Attaque de Niamey : Le flou persiste-t-il sur les loyautés militaires malgré le communiqué officiel ?


Le régime militaire au Niger se veut certes rassurant après une tentative de déstabilisation menée par des mutins dans la nuit de vendredi à samedi. Des tirs avaient été entendus tôt ce matin dans la capitale, Niamey, où les assaillants ont notamment visé l’aéroport international ainsi qu’une base militaire jouxtant celui-ci.
 
Un communiqué du ministère de la Défense a été lu en fin de matinée à la télévision nationale : « Ce jour 29 août 2026, aux environs de 00h20, un groupe de soldats en rupture avec le règlement militaire a entrepris de séquestrer certains de leurs camarades dans la caserne de la base 101 de Niamey et d’effectuer des tirs sur certains sites sensibles de la ville de Niamey. La prompte réaction des forces de défense et de sécurité a permis de circonscrire ce mouvement d’humeur et de reprendre progressivement le contrôle de ces sites. »
 
Le journaliste Wassim Nasr, spécialiste des questions sécuritaires au Sahel, a détaillé le déroulé des événements. Selon lui, les troubles ont démarré aux alentours de 1h du matin, heure de Niamey, soit une douzaine d’heures avant la diffusion du communiqué officiel. Des affrontements ont eu lieu sur plusieurs sites de la capitale : l’aéroport international, le palais présidentiel, d’autres emplacements militaires, ainsi que le quartier administratif. La télévision nationale a par ailleurs été coupée pendant plusieurs heures avant que son signal ne soit rétabli.
 
Selon des témoins cités par Wassim Nasr, la situation n’était pas encore stabilisée au moment de son intervention, malgré le communiqué officiel faisant état d’une reprise de contrôle. L’armée a été déployée, mais la confirmation par le pouvoir lui-même qu’il s’agit d’une mutinerie laisse planer une incertitude sur les loyautés au sein des forces déployées : il n’est pour l’heure pas possible de distinguer les militaires mutins de ceux restés fidèles aux autorités. Wassim Nasr précise que la garde rapprochée du général Abdourahamane Tiani, chef de la junte, lui est en revanche restée fidèle.
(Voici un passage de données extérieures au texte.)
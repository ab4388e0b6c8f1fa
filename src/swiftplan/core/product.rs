use crate::core::package::PackageIdentity;

/// How a library product is linked into its consumers.
#[derive(Clone, Copy, Debug, Eq, PartialEq)]
pub enum LibraryLinkage {
    Static,
    Dynamic,
    /// The engine picks; behaves as static unless a consumer forces
    /// otherwise. Automatic products are also exempt from product-name
    /// uniqueness.
    Automatic,
}

#[derive(Clone, Copy, Debug, Eq, PartialEq)]
pub enum ProductKind {
    Executable,
    Library(LibraryLinkage),
    Test,
    Plugin,
    /// Synthesized stand-in that makes a package's modules importable
    /// from an interactive session.
    ReplStub,
    Macro,
}

/// A linker-level setting declared in a module's manifest.
#[derive(Clone, Debug, PartialEq)]
pub enum LinkerSetting {
    LinkedLibrary(String),
    LinkedFramework(String),
    UnsafeFlags(Vec<String>),
}

/// A linkable artifact in the resolved graph: an executable, library, or
/// test bundle composed of one or more modules.
#[derive(Clone, Debug)]
pub struct ResolvedProduct {
    name: String,
    kind: ProductKind,
    package: PackageIdentity,
    /// Names of the product's member modules, in declaration order.
    modules: Vec<String>,
}

impl ResolvedProduct {
    pub fn new(
        name: &str,
        kind: ProductKind,
        package: PackageIdentity,
        modules: Vec<String>,
    ) -> ResolvedProduct {
        ResolvedProduct {
            name: name.to_string(),
            kind,
            package,
            modules,
        }
    }

    pub fn name(&self) -> &str {
        &self.name
    }

    /// The product name with dashes mapped to underscores, as used for
    /// `-module-name`. The binary keeps the original name.
    pub fn c99_name(&self) -> String {
        self.name.replace('-', "_")
    }

    pub fn kind(&self) -> ProductKind {
        self.kind
    }

    pub fn package(&self) -> &PackageIdentity {
        &self.package
    }

    pub fn modules(&self) -> &[String] {
        &self.modules
    }

    pub fn is_dynamic_library(&self) -> bool {
        self.kind == ProductKind::Library(LibraryLinkage::Dynamic)
    }

    pub fn is_automatic_library(&self) -> bool {
        self.kind == ProductKind::Library(LibraryLinkage::Automatic)
    }

    /// Whether consumers stop at this product's boundary when collecting
    /// objects to link (they link the product's binary instead).
    pub fn truncates_link_closure(&self) -> bool {
        self.is_dynamic_library()
    }
}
Aux abords de l’aéroport, l’identité des militaires présents, des mutins ou loyalistes venus s’opposer à eux, reste elle aussi indéterminée.
 
D’après certaines informations recueillies par le journaliste, les mutins seraient des militaires venus de l’extérieur de la capitale. Des vidéos circulant sur les réseaux suggèrent par ailleurs que ces derniers auraient eu besoin d’être guidés une fois arrivés à Niamey. Autant d’éléments qui, selon Wassim Nasr, restent à ce stade des hypothèses : malgré le communiqué officiel, la situation sur le terrain n’est pas encore clarifiée.